# [Problem]
Range to output from the entries below: the line containing "mod source;" through the line containing "pub use source::OccupationSource;". Set it down exactly, ends included, nothing else.

# [Records for the task]
━━━━━━

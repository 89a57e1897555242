// Copyright (C) 2026 Fred Clausen
// Use of this source code is governed by an MIT-style
// license that can be found in the LICENSE file or at
// https://opensource.org/licenses/MIT.

//! Booking engine: validates candidate occupations against an installation's
//! rules, detects court/time conflicts, and turns accepted commands into
//! audited transitions.
//!
//! The engine holds no state. Stored occupations are read through an
//! [`OccupationSource`]; writing the result is left to the caller.

#![deny(
    clippy::pedantic,
    clippy::cargo,
    clippy::nursery,
    clippy::style,
    clippy::correctness,
    clippy::all,
    clippy::suspicious,
    clippy::complexity,
    clippy::perf,
    clippy::unwrap_used,
    clippy::expect_used
)]
#![allow(clippy::multiple_crate_versions)]

mod apply;
mod clock;
mod command;
mod error;
mod source;
mod state;
mod validate;

#[cfg(test)]
mod tests;

pub use apply::apply;
pub use clock::{Clock, FixedClock, SystemClock};
pub use command::Command;
pub use error::{CoreError, ValidationFailure};
pub use source::OccupationSource;
pub use state::{TransitionResult, occupation_snapshot};
pub use validate::{validate, validate_occupation};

━━━━━━

# [Solved problem]
mod source;
mod state;
mod validate;

#[cfg(test)]
mod tests;

pub use apply::apply;
pub use clock::{Clock, FixedClock, SystemClock};
pub use command::Command;
pub use error::{CoreError, ValidationFailure};
pub use source::OccupationSource;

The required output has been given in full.